Some of the biggest questions about sentencing guidelines in California revolve around what happens after sentencing. If you are an offender who has been sentenced to a determinate sentence, then you could be serving in prison for a specified amount of time, such as seven years. However, after this specific time is up, then you may be released to a parole or probation officer. Before you think about this, you should understand what happens after sentencing and before you serve your time.

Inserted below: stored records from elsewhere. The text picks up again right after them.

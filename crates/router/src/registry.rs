// SPDX-License-Identifier: BUSL-1.1
// Copyright (c) 2026 Alfred Jean LLC

//! Provider registry — tracks which connection identity owns which device
//! name (spec §4.7 "Provider lifecycle"), and the `(client, id) -> device`
//! mapping a `Subscribe` forwards with so later unsolicited `Value` frames
//! can be scrubbed when the client unsubscribes. Grounded on the teacher's
//! `broker/registry.rs` `PodRegistry` — same read-mostly `RwLock<HashMap>`
//! shape, swapped from "pod health" bookkeeping to "device ownership".

use std::collections::HashMap;

use tokio::sync::RwLock;

/// Registry of registered device providers and active subscriptions.
/// Touched only by the router's own task (spec §5: "Router tables ...
/// are touched only by the router's single task"), but kept behind a lock
/// so the surrounding connection-handling tasks can still share one
/// instance without the router needing to own every socket directly.
#[derive(Default)]
pub struct ProviderRegistry {
    /// device name -> connection identity of the backend that provides it.
    providers: RwLock<HashMap<String, String>>,
    /// (client identity, request id) -> device name, recorded on Subscribe
    /// and dropped on Unsubscribe (spec §4.7's Subscribe row).
    subscriptions: RwLock<HashMap<(String, u64), String>>,
}

impl ProviderRegistry {
    pub fn new() -> Self {
        Self::default()
    }

    /// Record that `provider_identity` now owns `device` (a `{type:"Ready",
    /// device}` handshake, spec §4.7).
    pub async fn register(&self, device: impl Into<String>, provider_identity: impl Into<String>) {
        self.providers.write().await.insert(device.into(), provider_identity.into());
    }

    /// Drop every device owned by `provider_identity` (a provider
    /// disconnect or `{type:"Exiting"}`).
    pub async fn deregister_provider(&self, provider_identity: &str) -> Vec<String> {
        let mut providers = self.providers.write().await;
        let dropped: Vec<String> = providers
            .iter()
            .filter(|(_, owner)| owner.as_str() == provider_identity)
            .map(|(device, _)| device.clone())
            .collect();
        for device in &dropped {
            providers.remove(device);
        }
        dropped
    }

    /// Resolve the connection identity that currently owns `device`.
    pub async fn provider_for(&self, device: &str) -> Option<String> {
        self.providers.read().await.get(device).cloned()
    }

    /// The sorted list of currently-registered device names (spec §4.7
    /// `Call malcolm.devices`).
    pub async fn device_names(&self) -> Vec<String> {
        let mut names: Vec<String> = self.providers.read().await.keys().cloned().collect();
        names.sort();
        names
    }

    /// Every currently-registered provider connection identity, for
    /// broadcasting `malcolm.exit` (spec §4.7).
    pub async fn provider_identities(&self) -> Vec<String> {
        let mut ids: Vec<String> =
            self.providers.read().await.values().cloned().collect::<std::collections::HashSet<_>>().into_iter().collect();
        ids.sort();
        ids
    }

    pub async fn record_subscription(&self, client: impl Into<String>, id: u64, device: impl Into<String>) {
        self.subscriptions.write().await.insert((client.into(), id), device.into());
    }

    pub async fn drop_subscription(&self, client: &str, id: u64) -> Option<String> {
        self.subscriptions.write().await.remove(&(client.to_owned(), id))
    }

    #[cfg(test)]
    pub async fn subscription_count(&self) -> usize {
        self.subscriptions.read().await.len()
    }
}

#[cfg(test)]
#[path = "registry_tests.rs"]
mod tests;
// SPDX-License-Identifier: BUSL-1.1
// Copyright (c) 2026 Alfred Jean LLC

//! Type descriptors (spec §3/§4.1 "VType"). Grounded on
//! `malcolm/core/vtype.py`'s class hierarchy (`VNumber`/`IsArray`/`VEnum`/
//! `VTable`/`VObject`), reshaped per the design notes (§9) as a composed
//! tagged enum rather than multiple inheritance: a descriptor holds a
//! scalar kind plus an `is_array` flag (the `Array` variant), with
//! `validate` dispatching on the pair.

use indexmap::IndexMap;
use serde::{Deserialize, Serialize};

use crate::error::{MalcolmError, Result};
use crate::value::{ArrayValue, EnumValue, Table, Value};

/// The scalar kinds a [`VType`] may be built from. Corresponds to the
/// `VDouble`/`VFloat`/`VLong`/`VInt`/`VShort`/`VByte`/`VBool`/`VString`
/// leaves of the original hierarchy.
#[derive(Debug, Clone, Copy, PartialEq, Eq, Serialize, Deserialize)]
pub enum ScalarKind {
    I8,
    I16,
    I32,
    I64,
    F32,
    F64,
    Bool,
    Str,
}

impl ScalarKind {
    fn name(&self) -> &'static str {
        match self {
            Self::I8 => "byte",
            Self::I16 => "short",
            Self::I32 => "int",
            Self::I64 => "long",
            Self::F32 => "float",
            Self::F64 => "double",
            Self::Bool => "bool",
            Self::Str => "string",
        }
    }
}

/// A structural type descriptor (spec §3 "Type descriptor (`VType`)").
/// Equality is structural: same kind, same labels/columns.
#[derive(Debug, Clone, PartialEq, Serialize, Deserialize)]
pub enum VType {
    I8,
    I16,
    I32,
    I64,
    F32,
    F64,
    Bool,
    Str,
    /// Ordered labels; both index and label are admissible on validate.
    Enum(Vec<String>),
    /// Homogeneous array of one scalar kind.
    Array(ScalarKind),
    /// Named columns, each with its own scalar element type.
    Table(IndexMap<String, ScalarKind>),
    /// A device reference. `labels`, if present, restricts which device
    /// names are acceptable at construction time. Live resolution against
    /// whatever devices are actually registered is a capability the caller
    /// supplies separately — see [`DeviceResolver`] and
    /// [`VType::validate_with_resolver`] — not part of the static
    /// descriptor, since a `VType` must stay structurally comparable
    /// (spec §3: "Equality is structural").
    DeviceRef(Option<Vec<String>>),
}

/// Looks up whether a device name is currently registered (spec §2:
/// device-reference validation is "simplified to a resolver trait
/// object," since Rust has no equivalent of a duck-typed lookup closure).
/// Implemented by whichever part of the system owns the registry —
/// `malcolm-router`'s provider registry, in the shipped binary.
pub trait DeviceResolver {
    fn resolve(&self, name: &str) -> bool;
}

fn json_number_to_i64(n: &serde_json::Number) -> Option<i64> {
    n.as_i64()
}

fn check_int_roundtrip<T>(n: &serde_json::Number, value: &serde_json::Value) -> Result<T>
where
    T: TryFrom<i64> + Into<i64> + Copy,
{
    let raw = json_number_to_i64(n)
        .ok_or_else(|| MalcolmError::TypeMismatch { value: value.to_string(), expected: VType::I64 })?;
    let cast: T = T::try_from(raw)
        .map_err(|_| MalcolmError::TypeMismatch { value: value.to_string(), expected: VType::I64 })?;
    if Into::<i64>::into(cast) != raw {
        return Err(MalcolmError::TypeMismatch { value: value.to_string(), expected: VType::I64 });
    }
    Ok(cast)
}

impl VType {
    /// Validate `input`, returning the canonical [`Value`] or
    /// `MalcolmError::TypeMismatch` — never a panic, and never a silent
    /// lossy narrowing (spec §4.1: "Numeric validation rejects lossy
    /// narrowing").
    pub fn validate(&self, input: serde_json::Value) -> Result<Value> {
        self.validate_with_resolver(input, None)
    }

    /// As [`VType::validate`], but for [`VType::DeviceRef`] also consults
    /// `resolver` (if supplied) to check the name is actually registered,
    /// not just present on the static `labels` allow-list (spec §3:
    /// "device-reference (label resolved through a lookup capability)").
    /// Every other variant ignores `resolver` entirely.
    pub fn validate_with_resolver(
        &self,
        input: serde_json::Value,
        resolver: Option<&dyn DeviceResolver>,
    ) -> Result<Value> {
        match self {
            Self::I8 => self.validate_int(&input).map(|v| Value::I8(v as i8)),
            Self::I16 => self.validate_int(&input).map(|v| Value::I16(v as i16)),
            Self::I32 => self.validate_int(&input).map(|v| Value::I32(v as i32)),
            Self::I64 => self.validate_int(&input).map(Value::I64),
            Self::F32 => self.validate_f32(&input).map(Value::F32),
            Self::F64 => self.validate_f64(&input).map(Value::F64),
            Self::Bool => self.validate_bool(&input).map(Value::Bool),
            Self::Str => self.validate_str(&input).map(Value::Str),
            Self::Enum(labels) => self.validate_enum(labels, &input).map(Value::Enum),
            Self::Array(kind) => self.validate_array(*kind, input).map(Value::Array),
            Self::Table(cols) => self.validate_table(cols, input).map(Value::Table),
            Self::DeviceRef(labels) => {
                self.validate_device_ref(labels.as_deref(), &input, resolver).map(Value::DeviceRef)
            }
        }
    }

    fn validate_int(&self, input: &serde_json::Value) -> Result<i64> {
        let n = match input {
            serde_json::Value::Number(n) => n,
            _ => return Err(mismatch(input, self)),
        };
        // Generic round-trip against i64; the per-width cast in `validate`
        // re-checks width-specific round-trip via `check_int_roundtrip`.
        match self {
            Self::I8 => check_int_roundtrip::<i8>(n, input).map(i64::from),
            Self::I16 => check_int_roundtrip::<i16>(n, input).map(i64::from),
            Self::I32 => check_int_roundtrip::<i32>(n, input).map(i64::from),
            Self::I64 => n.as_i64().ok_or_else(|| mismatch(input, self)),
            _ => unreachable!("validate_int only called for integer kinds"),
        }
    }

    fn validate_f32(&self, input: &serde_json::Value) -> Result<f32> {
        let f = input.as_f64().ok_or_else(|| mismatch(input, self))?;
        let cast = f as f32;
        if (cast as f64 - f).abs() > f64::EPSILON * f.abs().max(1.0) {
            return Err(mismatch(input, self));
        }
        Ok(cast)
    }

    fn validate_f64(&self, input: &serde_json::Value) -> Result<f64> {
        input.as_f64().ok_or_else(|| mismatch(input, self))
    }

    fn validate_bool(&self, input: &serde_json::Value) -> Result<bool> {
        if let Some(b) = input.as_bool() {
            return Ok(b);
        }
        match input.as_i64() {
            Some(0) => Ok(false),
            Some(1) => Ok(true),
            _ => Err(mismatch(input, self)),
        }
    }

    fn validate_str(&self, input: &serde_json::Value) -> Result<String> {
        input.as_str().map(str::to_owned).ok_or_else(|| mismatch(input, self))
    }

    fn validate_enum(&self, labels: &[String], input: &serde_json::Value) -> Result<EnumValue> {
        if let Some(i) = input.as_u64() {
            let i = i as usize;
            return labels
                .get(i)
                .map(|label| EnumValue { index: i, label: label.clone() })
                .ok_or_else(|| mismatch(input, self));
        }
        if let Some(s) = input.as_str() {
            if let Some(index) = labels.iter().position(|l| l == s) {
                return Ok(EnumValue { index, label: s.to_owned() });
            }
        }
        Err(mismatch(input, self))
    }

    fn validate_array(&self, kind: ScalarKind, input: serde_json::Value) -> Result<ArrayValue> {
        let items = input
            .as_array()
            .cloned()
            .ok_or_else(|| MalcolmError::TypeMismatch { value: input.to_string(), expected: self.clone() })?;
        let elem = VType::from_scalar(kind);
        macro_rules! collect {
            ($variant:ident, $as_fn:expr) => {{
                let mut out = Vec::with_capacity(items.len());
                for item in items {
                    let v = elem.validate(item)?;
                    out.push($as_fn(v)?);
                }
                Ok(ArrayValue::$variant(out))
            }};
        }
        match kind {
            ScalarKind::I8 => collect!(I8, |v| as_i8(v)),
            ScalarKind::I16 => collect!(I16, |v| as_i16(v)),
            ScalarKind::I32 => collect!(I32, |v| as_i32(v)),
            ScalarKind::I64 => collect!(I64, |v| as_i64_value(v)),
            ScalarKind::F32 => collect!(F32, |v| as_f32(v)),
            ScalarKind::F64 => collect!(F64, |v| as_f64_value(v)),
            ScalarKind::Bool => collect!(Bool, |v| as_bool(v)),
            ScalarKind::Str => collect!(Str, |v| as_str_value(v)),
        }
    }

    fn validate_table(
        &self,
        cols: &IndexMap<String, ScalarKind>,
        input: serde_json::Value,
    ) -> Result<Table> {
        let obj = input
            .as_object()
            .cloned()
            .ok_or_else(|| MalcolmError::TypeMismatch { value: input.to_string(), expected: self.clone() })?;
        let mut columns = IndexMap::with_capacity(cols.len());
        let mut lengths = std::collections::HashSet::new();
        for (name, kind) in cols {
            let raw = obj.get(name).cloned().unwrap_or(serde_json::Value::Array(vec![]));
            let array = match VType::Array(*kind).validate(raw)? {
                Value::Array(a) => a,
                _ => unreachable!("Array validate always returns Value::Array"),
            };
            lengths.insert(array.len());
            columns.insert(name.clone(), array);
        }
        if lengths.len() > 1 {
            return Err(MalcolmError::TypeMismatch {
                value: "<table>".into(),
                expected: self.clone(),
            });
        }
        Ok(Table { columns })
    }

    fn validate_device_ref(
        &self,
        labels: Option<&[String]>,
        input: &serde_json::Value,
        resolver: Option<&dyn DeviceResolver>,
    ) -> Result<String> {
        let s = input.as_str().ok_or_else(|| mismatch(input, self))?;
        if let Some(labels) = labels {
            if !labels.iter().any(|l| l == s) {
                return Err(mismatch(input, self));
            }
        }
        if let Some(resolver) = resolver {
            if !resolver.resolve(s) {
                return Err(mismatch(input, self));
            }
        }
        Ok(s.to_owned())
    }

    fn from_scalar(kind: ScalarKind) -> VType {
        match kind {
            ScalarKind::I8 => VType::I8,
            ScalarKind::I16 => VType::I16,
            ScalarKind::I32 => VType::I32,
            ScalarKind::I64 => VType::I64,
            ScalarKind::F32 => VType::F32,
            ScalarKind::F64 => VType::F64,
            ScalarKind::Bool => VType::Bool,
            ScalarKind::Str => VType::Str,
        }
    }

    /// Render the structural schema: `{name, version:"2", ...}`, with
    /// enums additionally carrying `labels` (spec §4.1).
    pub fn schema(&self) -> serde_json::Value {
        match self {
            Self::I8 => scalar_schema("byte"),
            Self::I16 => scalar_schema("short"),
            Self::I32 => scalar_schema("int"),
            Self::I64 => scalar_schema("long"),
            Self::F32 => scalar_schema("float"),
            Self::F64 => scalar_schema("double"),
            Self::Bool => scalar_schema("bool"),
            Self::Str => scalar_schema("string"),
            Self::Enum(labels) => {
                serde_json::json!({"name": "enum", "version": "2", "labels": labels})
            }
            Self::Array(kind) => {
                serde_json::json!({"name": format!("{}_array", kind.name()), "version": "2"})
            }
            Self::Table(cols) => {
                let column_schema: IndexMap<&String, &'static str> =
                    cols.iter().map(|(k, v)| (k, v.name())).collect();
                serde_json::json!({"name": "table", "version": "2", "columns": column_schema})
            }
            Self::DeviceRef(labels) => {
                serde_json::json!({"name": "device_ref", "version": "2", "labels": labels})
            }
        }
    }
}

fn scalar_schema(name: &str) -> serde_json::Value {
    serde_json::json!({"name": name, "version": "2"})
}

fn mismatch(input: &serde_json::Value, vtype: &VType) -> MalcolmError {
    MalcolmError::TypeMismatch { value: input.to_string(), expected: vtype.clone() }
}

fn as_i8(v: Value) -> Result<i8> {
    match v {
        Value::I8(x) => Ok(x),
        _ => unreachable!(),
    }
}
fn as_i16(v: Value) -> Result<i16> {
    match v {
        Value::I16(x) => Ok(x),
        _ => unreachable!(),
    }
}
fn as_i32(v: Value) -> Result<i32> {
    match v {
        Value::I32(x) => Ok(x),
        _ => unreachable!(),
    }
}
fn as_i64_value(v: Value) -> Result<i64> {
    match v {
        Value::I64(x) => Ok(x),
        _ => unreachable!(),
    }
}
fn as_f32(v: Value) -> Result<f32> {
    match v {
        Value::F32(x) => Ok(x),
        _ => unreachable!(),
    }
}
fn as_f64_value(v: Value) -> Result<f64> {
    match v {
        Value::F64(x) => Ok(x),
        _ => unreachable!(),
    }
}
fn as_bool(v: Value) -> Result<bool> {
    match v {
        Value::Bool(x) => Ok(x),
        _ => unreachable!(),
    }
}
fn as_str_value(v: Value) -> Result<String> {
    match v {
        Value::Str(x) => Ok(x),
        _ => unreachable!(),
    }
}

#[cfg(test)]
#[path = "vtype_tests.rs"]
mod tests;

After the initial sentencing, you will be sent to a reception center for processing and transfer to an actual institution. At processing, they will speak to you about certain factors such as the length of your sentence, stability, education, employment, and any behavior that may be noted from a visit from a past institution. Based on your classification score, they will know exactly where to send you. You may be transferred at another time for other reasons, but this will give them an idea of where you will go next. It may not sound like the optimal situation, and this is because it’s not. Nobody wants to spend time incarcerated. However, there will be options for you. While in the Department of Corrections and Rehabilitation, educational and vocational programs will be made available to you. You may even receive a GED or certificate of completion. However, all of this depends on the individual’s good behavior as well.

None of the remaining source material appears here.